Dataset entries
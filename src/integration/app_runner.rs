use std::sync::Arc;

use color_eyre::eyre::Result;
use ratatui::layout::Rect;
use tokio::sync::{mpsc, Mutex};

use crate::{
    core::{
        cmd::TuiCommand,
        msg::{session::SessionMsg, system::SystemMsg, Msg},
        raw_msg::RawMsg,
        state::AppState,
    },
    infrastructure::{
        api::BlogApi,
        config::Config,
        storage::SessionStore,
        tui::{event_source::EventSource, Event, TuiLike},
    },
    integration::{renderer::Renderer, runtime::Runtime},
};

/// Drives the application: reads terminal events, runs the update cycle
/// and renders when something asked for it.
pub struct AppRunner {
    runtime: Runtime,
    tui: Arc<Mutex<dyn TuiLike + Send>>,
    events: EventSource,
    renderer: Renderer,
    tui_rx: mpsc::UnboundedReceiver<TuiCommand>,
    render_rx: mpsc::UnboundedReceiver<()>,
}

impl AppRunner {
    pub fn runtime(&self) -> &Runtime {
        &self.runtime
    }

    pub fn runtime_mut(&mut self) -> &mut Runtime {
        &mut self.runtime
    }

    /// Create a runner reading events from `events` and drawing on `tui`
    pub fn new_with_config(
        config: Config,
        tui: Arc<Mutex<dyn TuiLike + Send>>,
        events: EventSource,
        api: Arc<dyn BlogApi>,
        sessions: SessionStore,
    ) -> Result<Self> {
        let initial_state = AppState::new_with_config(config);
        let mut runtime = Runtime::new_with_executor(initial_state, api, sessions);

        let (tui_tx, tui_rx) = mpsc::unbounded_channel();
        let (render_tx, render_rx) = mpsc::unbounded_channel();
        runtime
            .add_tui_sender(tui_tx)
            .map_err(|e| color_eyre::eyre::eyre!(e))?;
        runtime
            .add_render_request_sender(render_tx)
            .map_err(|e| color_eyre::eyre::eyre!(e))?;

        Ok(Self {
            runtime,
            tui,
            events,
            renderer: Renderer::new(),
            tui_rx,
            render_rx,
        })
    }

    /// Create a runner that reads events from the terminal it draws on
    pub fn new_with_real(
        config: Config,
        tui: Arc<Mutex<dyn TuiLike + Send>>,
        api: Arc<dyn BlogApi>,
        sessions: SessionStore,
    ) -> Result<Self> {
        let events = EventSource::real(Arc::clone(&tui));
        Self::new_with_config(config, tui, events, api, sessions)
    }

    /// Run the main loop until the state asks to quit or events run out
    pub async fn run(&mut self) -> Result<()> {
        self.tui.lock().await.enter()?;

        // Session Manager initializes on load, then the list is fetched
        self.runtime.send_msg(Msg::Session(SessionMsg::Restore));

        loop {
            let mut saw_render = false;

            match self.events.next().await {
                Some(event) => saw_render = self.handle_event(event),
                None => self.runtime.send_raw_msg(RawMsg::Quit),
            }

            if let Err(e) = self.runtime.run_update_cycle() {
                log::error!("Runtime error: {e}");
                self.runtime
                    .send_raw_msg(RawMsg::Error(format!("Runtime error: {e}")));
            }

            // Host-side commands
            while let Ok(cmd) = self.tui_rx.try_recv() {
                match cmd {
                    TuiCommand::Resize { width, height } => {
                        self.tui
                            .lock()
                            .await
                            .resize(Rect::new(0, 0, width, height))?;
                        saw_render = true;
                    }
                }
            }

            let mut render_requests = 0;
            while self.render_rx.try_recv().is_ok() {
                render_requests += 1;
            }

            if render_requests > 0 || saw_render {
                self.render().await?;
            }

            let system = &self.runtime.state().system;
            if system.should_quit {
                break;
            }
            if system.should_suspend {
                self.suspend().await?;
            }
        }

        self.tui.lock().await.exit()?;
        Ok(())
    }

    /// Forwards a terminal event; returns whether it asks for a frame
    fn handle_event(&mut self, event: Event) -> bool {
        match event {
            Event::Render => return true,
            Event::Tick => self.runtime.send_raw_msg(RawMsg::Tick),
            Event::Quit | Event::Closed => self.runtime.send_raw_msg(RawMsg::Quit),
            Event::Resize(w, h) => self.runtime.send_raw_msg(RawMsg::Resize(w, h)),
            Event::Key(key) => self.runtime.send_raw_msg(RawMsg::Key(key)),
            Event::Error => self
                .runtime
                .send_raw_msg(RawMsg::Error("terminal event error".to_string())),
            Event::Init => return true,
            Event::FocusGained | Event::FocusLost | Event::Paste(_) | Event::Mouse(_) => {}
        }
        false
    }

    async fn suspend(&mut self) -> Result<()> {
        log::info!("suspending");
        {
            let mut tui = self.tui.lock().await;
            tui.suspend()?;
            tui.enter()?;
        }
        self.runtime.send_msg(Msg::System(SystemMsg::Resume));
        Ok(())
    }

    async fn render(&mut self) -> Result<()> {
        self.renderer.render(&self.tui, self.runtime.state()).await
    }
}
---
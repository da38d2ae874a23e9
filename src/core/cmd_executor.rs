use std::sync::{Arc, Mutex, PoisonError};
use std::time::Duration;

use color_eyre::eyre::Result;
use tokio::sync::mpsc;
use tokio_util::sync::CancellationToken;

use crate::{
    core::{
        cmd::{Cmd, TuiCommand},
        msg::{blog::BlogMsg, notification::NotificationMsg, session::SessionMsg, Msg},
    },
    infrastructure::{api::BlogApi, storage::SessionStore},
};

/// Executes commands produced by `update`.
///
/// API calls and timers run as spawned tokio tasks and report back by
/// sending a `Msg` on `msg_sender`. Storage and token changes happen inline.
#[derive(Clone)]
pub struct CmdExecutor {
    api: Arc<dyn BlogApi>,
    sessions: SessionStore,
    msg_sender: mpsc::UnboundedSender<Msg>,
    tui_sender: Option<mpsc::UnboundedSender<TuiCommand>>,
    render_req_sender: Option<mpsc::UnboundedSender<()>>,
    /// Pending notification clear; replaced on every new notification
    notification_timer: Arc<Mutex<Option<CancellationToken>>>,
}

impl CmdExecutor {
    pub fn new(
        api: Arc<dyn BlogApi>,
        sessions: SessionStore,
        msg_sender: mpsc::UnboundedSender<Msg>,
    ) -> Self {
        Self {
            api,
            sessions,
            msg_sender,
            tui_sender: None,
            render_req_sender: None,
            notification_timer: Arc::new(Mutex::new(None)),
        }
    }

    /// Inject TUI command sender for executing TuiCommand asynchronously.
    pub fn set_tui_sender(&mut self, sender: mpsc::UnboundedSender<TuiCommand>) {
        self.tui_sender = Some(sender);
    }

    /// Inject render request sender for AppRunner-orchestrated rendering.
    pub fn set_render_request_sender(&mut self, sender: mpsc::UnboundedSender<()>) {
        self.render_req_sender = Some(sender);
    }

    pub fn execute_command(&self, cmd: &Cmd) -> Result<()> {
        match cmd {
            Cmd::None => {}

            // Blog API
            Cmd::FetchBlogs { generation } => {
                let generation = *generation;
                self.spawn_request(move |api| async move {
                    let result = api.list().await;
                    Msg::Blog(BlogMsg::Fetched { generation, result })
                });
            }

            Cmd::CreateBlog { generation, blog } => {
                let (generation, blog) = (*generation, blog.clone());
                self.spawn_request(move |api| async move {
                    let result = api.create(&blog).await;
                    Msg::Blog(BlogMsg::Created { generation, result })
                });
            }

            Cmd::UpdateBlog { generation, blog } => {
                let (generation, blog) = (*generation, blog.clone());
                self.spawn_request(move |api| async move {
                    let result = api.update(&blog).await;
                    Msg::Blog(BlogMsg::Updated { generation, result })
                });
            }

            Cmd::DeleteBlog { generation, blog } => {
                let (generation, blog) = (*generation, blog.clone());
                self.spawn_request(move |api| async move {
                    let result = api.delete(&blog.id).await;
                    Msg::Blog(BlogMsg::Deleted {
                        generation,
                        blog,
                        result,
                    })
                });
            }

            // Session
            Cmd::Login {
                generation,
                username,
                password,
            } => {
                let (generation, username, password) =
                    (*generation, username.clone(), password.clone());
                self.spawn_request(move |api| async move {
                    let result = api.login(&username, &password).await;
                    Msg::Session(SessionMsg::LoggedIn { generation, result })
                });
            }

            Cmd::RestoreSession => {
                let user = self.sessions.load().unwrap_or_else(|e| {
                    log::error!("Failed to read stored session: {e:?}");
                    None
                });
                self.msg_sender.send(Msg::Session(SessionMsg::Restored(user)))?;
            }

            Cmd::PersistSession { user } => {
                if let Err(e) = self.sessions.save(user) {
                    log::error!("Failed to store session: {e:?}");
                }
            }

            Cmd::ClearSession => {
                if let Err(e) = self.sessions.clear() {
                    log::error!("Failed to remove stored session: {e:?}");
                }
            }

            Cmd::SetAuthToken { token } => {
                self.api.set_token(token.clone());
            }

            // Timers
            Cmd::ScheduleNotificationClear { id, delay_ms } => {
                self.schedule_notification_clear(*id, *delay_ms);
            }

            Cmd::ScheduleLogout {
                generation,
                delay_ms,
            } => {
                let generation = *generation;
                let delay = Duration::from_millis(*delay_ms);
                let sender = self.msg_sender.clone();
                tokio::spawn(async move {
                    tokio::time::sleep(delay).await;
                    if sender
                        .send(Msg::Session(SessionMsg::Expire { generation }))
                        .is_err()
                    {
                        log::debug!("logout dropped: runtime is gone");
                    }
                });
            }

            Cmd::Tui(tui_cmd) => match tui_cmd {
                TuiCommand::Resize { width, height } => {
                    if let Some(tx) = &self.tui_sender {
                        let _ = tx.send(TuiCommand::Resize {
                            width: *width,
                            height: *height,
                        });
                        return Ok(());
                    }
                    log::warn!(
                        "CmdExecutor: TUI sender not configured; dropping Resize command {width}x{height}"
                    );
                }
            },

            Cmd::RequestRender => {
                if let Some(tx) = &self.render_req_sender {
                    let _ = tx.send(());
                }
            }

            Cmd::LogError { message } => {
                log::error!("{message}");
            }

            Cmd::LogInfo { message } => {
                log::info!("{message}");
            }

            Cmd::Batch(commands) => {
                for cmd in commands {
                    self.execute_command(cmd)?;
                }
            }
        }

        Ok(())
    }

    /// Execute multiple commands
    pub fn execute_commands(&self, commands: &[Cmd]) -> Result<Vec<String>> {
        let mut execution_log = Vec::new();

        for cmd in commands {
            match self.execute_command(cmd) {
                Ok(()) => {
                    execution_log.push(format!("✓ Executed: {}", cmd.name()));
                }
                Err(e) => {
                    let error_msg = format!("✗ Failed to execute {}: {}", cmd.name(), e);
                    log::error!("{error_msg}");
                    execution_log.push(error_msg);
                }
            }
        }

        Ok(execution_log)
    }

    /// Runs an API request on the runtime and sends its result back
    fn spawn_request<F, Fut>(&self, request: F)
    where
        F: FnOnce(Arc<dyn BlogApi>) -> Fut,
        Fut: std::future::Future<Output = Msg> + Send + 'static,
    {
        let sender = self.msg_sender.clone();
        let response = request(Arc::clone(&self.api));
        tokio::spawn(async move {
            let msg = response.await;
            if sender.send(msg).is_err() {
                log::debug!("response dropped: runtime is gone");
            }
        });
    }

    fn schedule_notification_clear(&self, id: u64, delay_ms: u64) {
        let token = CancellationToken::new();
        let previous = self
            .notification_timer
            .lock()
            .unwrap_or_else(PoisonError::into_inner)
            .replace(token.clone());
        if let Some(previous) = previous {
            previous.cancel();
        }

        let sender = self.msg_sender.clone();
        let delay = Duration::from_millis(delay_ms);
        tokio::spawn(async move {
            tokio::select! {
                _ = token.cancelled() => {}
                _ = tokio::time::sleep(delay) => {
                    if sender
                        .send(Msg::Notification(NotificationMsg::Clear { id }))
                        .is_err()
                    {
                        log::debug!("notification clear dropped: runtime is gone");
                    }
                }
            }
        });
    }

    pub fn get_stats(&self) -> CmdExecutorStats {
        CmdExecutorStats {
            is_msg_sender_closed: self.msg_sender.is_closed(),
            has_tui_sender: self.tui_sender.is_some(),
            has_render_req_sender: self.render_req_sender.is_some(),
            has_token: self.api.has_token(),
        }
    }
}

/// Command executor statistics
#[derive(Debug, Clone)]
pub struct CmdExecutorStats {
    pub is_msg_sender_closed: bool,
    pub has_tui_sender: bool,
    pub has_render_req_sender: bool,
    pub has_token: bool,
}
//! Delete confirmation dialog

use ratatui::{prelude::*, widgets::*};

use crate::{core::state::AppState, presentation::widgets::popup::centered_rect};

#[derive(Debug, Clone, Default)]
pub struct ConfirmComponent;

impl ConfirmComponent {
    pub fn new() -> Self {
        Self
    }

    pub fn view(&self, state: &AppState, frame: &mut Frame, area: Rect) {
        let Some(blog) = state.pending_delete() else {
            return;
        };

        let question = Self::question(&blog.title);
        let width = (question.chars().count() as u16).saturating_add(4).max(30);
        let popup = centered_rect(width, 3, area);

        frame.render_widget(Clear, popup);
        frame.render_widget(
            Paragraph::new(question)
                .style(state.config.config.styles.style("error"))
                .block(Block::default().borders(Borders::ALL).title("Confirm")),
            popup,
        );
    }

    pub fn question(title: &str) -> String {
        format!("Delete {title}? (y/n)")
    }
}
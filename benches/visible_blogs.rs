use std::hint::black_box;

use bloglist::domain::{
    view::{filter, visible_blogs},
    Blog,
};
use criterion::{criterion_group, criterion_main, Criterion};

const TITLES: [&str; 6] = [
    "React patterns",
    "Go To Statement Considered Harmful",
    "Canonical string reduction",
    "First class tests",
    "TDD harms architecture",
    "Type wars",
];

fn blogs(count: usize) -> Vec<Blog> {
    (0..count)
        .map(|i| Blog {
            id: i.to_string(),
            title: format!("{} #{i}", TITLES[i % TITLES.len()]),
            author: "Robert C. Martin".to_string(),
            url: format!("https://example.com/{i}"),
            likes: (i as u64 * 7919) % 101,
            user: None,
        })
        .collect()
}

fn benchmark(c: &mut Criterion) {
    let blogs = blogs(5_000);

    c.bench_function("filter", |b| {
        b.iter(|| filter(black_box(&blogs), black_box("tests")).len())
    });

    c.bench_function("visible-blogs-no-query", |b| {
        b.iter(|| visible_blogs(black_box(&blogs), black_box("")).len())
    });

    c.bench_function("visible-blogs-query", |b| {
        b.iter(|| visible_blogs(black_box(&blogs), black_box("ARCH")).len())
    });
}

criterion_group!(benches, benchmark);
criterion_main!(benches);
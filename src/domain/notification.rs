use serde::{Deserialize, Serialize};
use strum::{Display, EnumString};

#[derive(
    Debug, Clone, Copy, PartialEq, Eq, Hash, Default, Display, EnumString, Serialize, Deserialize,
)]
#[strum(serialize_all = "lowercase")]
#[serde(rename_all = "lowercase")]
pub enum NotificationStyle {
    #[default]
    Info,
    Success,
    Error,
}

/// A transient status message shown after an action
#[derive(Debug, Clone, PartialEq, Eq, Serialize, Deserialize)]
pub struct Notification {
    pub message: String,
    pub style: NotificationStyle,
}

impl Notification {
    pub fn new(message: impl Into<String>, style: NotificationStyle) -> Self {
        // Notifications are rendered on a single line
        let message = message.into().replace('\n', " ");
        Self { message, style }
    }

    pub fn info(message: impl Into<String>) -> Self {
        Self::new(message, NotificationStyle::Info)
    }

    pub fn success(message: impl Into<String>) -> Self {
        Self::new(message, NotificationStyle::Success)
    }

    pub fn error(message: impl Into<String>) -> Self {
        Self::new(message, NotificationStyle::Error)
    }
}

Task item ▸ Filter the entries above down to the lines that contain "password".

Finished task ▸
                password,
                let (generation, username, password) =
                    (*generation, username.clone(), password.clone());
                    let result = api.login(&username, &password).await;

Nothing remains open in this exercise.